Data for the task Start Marker
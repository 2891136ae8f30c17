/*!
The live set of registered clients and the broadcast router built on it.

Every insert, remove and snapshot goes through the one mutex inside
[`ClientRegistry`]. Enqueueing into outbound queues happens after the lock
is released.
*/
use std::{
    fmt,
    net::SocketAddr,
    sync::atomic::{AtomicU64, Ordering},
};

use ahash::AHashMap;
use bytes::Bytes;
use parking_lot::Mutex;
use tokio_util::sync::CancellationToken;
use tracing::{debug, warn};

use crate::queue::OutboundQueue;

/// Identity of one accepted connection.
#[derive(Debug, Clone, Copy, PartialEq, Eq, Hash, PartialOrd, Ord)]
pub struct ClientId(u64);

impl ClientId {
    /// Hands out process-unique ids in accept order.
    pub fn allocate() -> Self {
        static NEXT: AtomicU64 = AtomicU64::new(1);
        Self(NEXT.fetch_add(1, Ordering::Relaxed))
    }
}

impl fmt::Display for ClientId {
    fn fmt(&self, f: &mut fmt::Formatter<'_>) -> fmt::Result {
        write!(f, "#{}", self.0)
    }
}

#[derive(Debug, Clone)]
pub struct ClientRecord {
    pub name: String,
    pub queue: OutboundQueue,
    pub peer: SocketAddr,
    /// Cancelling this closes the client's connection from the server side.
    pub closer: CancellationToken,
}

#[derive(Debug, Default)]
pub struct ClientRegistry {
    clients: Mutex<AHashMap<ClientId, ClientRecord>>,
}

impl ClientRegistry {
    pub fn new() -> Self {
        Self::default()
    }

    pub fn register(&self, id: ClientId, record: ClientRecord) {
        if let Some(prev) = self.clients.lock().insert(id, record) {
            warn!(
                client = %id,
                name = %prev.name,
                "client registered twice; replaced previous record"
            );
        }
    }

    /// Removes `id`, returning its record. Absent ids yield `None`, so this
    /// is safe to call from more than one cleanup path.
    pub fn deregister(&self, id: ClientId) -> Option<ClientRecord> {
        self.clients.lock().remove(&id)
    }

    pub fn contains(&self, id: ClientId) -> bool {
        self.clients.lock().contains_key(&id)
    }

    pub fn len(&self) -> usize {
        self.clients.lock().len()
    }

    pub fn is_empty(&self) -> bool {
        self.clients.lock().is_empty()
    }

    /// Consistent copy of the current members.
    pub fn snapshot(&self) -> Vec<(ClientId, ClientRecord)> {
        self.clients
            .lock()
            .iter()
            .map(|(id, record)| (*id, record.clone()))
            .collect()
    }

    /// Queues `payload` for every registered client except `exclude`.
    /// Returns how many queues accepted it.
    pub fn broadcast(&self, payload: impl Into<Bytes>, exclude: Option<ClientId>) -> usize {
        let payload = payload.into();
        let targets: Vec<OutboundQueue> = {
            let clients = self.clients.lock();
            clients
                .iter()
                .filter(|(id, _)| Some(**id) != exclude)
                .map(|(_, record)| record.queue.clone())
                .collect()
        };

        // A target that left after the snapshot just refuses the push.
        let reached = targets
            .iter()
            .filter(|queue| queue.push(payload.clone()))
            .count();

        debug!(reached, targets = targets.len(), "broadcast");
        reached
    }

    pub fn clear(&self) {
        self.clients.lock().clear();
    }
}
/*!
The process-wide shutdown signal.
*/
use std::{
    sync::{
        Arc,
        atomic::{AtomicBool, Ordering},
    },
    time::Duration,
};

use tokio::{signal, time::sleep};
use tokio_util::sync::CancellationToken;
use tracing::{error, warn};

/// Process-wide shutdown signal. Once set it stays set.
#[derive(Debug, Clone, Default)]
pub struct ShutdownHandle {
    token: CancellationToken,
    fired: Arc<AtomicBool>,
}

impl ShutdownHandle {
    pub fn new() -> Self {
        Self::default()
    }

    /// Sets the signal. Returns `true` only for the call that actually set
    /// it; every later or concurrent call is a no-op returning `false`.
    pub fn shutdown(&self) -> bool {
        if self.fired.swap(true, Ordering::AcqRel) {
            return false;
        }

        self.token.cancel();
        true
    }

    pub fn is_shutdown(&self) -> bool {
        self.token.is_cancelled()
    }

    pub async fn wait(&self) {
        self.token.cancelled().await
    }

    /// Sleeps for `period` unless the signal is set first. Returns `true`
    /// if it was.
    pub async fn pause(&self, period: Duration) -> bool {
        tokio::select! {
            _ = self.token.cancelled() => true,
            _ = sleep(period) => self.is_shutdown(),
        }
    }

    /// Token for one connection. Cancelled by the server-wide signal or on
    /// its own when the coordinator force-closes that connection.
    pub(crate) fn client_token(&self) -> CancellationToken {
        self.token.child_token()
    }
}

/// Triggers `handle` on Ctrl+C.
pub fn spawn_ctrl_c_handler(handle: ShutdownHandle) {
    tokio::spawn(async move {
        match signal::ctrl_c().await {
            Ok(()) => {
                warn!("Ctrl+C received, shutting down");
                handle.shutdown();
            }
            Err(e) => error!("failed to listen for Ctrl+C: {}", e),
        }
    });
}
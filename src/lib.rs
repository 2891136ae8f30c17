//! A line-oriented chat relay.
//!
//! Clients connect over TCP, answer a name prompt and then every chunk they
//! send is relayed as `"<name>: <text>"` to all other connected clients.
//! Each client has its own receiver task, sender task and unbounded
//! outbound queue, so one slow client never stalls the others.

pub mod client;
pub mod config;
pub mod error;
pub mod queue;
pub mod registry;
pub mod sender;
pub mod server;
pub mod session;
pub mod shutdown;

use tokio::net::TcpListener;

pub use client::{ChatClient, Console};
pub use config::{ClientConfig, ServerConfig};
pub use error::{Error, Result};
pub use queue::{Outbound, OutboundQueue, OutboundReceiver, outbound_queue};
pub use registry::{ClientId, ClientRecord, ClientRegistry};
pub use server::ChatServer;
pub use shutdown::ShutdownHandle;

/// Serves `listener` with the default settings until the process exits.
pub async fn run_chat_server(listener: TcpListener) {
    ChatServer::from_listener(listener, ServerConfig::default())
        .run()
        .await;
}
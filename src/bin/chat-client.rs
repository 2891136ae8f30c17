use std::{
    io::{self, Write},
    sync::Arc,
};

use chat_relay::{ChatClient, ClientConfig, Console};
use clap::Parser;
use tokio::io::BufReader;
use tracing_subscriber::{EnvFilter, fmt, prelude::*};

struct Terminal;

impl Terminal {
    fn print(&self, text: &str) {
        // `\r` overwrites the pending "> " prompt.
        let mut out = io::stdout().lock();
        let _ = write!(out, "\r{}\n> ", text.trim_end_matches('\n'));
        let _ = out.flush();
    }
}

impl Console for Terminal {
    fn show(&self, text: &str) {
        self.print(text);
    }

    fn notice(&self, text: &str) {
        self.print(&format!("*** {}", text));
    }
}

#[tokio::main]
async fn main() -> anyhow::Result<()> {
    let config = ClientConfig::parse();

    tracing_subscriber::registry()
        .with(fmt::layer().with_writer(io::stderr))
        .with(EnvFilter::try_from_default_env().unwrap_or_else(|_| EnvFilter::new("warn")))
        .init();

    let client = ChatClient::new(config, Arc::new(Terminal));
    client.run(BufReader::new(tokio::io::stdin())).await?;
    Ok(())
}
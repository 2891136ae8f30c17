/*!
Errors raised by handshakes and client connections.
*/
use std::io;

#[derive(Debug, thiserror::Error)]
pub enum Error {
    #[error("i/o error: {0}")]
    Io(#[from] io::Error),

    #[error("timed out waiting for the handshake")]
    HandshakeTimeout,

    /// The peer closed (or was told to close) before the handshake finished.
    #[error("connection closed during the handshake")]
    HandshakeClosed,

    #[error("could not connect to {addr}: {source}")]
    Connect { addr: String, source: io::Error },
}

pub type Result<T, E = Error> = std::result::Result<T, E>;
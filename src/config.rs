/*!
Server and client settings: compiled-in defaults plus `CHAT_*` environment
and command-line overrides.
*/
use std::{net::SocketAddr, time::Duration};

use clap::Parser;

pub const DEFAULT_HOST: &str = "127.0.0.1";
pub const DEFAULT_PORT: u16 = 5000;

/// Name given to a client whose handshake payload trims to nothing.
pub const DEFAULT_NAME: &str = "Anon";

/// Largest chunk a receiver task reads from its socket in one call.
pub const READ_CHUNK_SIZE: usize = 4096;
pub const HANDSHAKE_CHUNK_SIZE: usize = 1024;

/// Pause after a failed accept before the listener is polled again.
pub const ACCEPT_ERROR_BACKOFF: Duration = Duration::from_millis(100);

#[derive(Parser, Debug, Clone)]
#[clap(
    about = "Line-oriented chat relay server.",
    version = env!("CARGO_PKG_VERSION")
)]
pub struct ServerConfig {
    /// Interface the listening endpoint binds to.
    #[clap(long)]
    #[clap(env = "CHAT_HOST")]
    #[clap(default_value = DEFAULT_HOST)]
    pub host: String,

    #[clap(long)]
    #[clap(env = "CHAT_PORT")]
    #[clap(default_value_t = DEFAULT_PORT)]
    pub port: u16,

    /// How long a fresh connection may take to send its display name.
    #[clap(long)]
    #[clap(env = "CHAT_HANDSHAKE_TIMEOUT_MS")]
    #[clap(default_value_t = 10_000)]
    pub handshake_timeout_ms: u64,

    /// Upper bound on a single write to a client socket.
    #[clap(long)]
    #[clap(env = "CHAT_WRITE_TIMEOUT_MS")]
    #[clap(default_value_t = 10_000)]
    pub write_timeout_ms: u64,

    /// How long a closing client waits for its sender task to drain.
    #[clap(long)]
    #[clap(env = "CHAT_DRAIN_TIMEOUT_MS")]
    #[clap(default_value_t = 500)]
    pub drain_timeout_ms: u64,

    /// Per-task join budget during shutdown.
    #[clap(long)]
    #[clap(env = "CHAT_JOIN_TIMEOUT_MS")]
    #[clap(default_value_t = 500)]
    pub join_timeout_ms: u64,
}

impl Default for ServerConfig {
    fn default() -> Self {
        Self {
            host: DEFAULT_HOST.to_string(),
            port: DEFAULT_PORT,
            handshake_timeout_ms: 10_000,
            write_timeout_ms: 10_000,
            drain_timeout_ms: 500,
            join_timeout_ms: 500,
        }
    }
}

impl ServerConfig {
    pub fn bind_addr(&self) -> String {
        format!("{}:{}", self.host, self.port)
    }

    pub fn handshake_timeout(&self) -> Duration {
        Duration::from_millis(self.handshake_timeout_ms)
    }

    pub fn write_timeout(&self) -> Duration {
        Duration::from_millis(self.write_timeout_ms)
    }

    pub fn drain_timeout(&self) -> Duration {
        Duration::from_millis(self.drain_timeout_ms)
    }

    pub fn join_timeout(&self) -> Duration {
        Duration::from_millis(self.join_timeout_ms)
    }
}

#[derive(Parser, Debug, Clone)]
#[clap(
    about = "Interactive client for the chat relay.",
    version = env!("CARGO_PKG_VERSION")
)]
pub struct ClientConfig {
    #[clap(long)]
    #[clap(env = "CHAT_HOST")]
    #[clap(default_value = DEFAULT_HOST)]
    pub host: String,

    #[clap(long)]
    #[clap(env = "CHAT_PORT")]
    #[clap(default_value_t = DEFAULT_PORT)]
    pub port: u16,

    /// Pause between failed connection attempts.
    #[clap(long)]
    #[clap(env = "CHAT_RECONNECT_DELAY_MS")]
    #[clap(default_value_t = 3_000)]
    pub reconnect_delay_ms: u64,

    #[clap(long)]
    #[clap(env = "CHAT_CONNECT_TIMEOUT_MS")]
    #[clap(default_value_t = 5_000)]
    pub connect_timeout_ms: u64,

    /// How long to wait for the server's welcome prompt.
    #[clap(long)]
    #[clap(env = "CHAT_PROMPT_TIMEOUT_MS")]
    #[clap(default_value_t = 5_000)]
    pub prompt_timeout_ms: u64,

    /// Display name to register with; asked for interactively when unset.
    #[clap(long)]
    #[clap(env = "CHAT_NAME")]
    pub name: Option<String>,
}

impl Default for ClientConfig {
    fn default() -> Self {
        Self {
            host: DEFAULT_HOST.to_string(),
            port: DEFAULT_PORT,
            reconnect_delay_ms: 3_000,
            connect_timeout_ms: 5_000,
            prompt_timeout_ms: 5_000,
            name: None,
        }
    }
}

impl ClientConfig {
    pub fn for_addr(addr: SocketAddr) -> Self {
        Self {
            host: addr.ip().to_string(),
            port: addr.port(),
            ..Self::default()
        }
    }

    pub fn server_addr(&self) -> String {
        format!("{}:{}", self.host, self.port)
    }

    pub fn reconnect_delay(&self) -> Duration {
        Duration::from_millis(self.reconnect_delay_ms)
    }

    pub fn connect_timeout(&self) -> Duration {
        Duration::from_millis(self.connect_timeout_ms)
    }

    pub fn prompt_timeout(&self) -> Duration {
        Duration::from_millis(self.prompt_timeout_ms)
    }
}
Data for the task End Marker
State how many lines in the records above contain the word "async". Give nothing but the number.

5